Tight and loose refer to a player’s behaviour pre-flop. A tight player has very strict requirements when it comes to their starting hand and will fold frequently as a result. Loose players are happy to play the top 40% of starting hands, in contrast to the top 15% the tight player is willing to play.
These terms can be combined so a player can be described as tight-aggressive or loose-passive. The advantages and disadvantages of any combination will depend on the types of play their opponents’ favour.
Every single pro poker player started somewhere. We were all beginners once and there is no shame in losing at poker if you learn something from it.
To help you move through that phase a little bit faster, we have compiled the most commonly made mistakes among beginners and how you can avoid them.
Mistake 1: Playing too many hands
Poker is unpredictable, thanks to all the different factors in play. But in truth, there is only a handful of truly premium starting hands that are considered premium – playing anything else is always a risk.
Assuming there are 5 premium starting pairs, A-A, K-K, Q-Q, A-K (Suited), and J-J, and 169 different possible starting hands in Texas Hold’Em, this means that players should fold on about 80% of the possible hands.
The experience will help players improve their decision-making in this regard but newbies should approach the flop with only the best possible start.

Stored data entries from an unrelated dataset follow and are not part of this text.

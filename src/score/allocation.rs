/// Handicap strokes granted on one hole.
///
/// Strokes are dealt one per hole starting from the hardest (stroke index 1)
/// until the remainder runs out; handicaps above the hole count first give
/// every hole an equal base share. Total over stroke indexes 1..=count always
/// equals the player's handicap.
///
/// Stroke indexes outside 1..=count never earn the extra stroke, so a
/// malformed course degrades the allocation rather than crashing it.
#[must_use]
pub fn strokes_received(player_handicap: u32, hole_handicap: u8, hole_count: u8) -> u32 {
    if hole_count == 0 {
        return 0;
    }
    let count = u32::from(hole_count);
    let base = player_handicap / count;
    let remainder = player_handicap % count;
    if (1..=remainder).contains(&u32::from(hole_handicap)) {
        base + 1
    } else {
        base
    }
}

Mistake 2: Not starting with low-limit games
Low-limit games let new players get that valuable experience without the risk of losing a chunk of change. Nothing makes you lose your appetite for a game faster than watching your bankroll disappear in a single sitting.
It is also likely that the other players at the low-limit tables are also beginners when it comes to playing poker. You have better chances at winning when your opponents have equal or less experience than you have.
Stick to low-limit games until you find your feet. Practice and make mistakes when the stakes are low so that you can build the confidence to move on to higher limit poker.
Mistake 3: Losing your poker face
Being able to keep a straight face, no matter the cards you are dealt with is an asset in poker.
You will always be giving off hints when you bet, which is where bluffing and slow playing come in, but you don’t want to hand your opponents important information on a platter by not being in control of your expression.
Mistake 4: Playing above your bankroll
This is bad news no matter what online casino game you play. There is always a house edge and because games are random, there is no way to predict how they turn out. That’s why they are so much fun. And why they are so dangerous to players who cannot stay in control of their bankroll.
Set yourself a loss or win limit and stick to it. This will allow you to keep playing later on and doesn’t put you at risk of developing an unhealthy relationship with gambling.
Mistake 5: Not taking advantage of Pot odds
Calculating pot odds may seem tricky to new players and indeed it does get easier to do this with a little practice.
Pot odds will help the player determine their chances of winning the pot and whether it is more profitable to make a bet, raise or call. Don’t ignore this important bit of maths because it can significantly improve your skill at making the appropriate bet.
Mistake 6: Not following the etiquette
This is not something online players need to worry about but those who play online live poker or poker at a land-based casino would do well to familiarise themselves with the etiquette.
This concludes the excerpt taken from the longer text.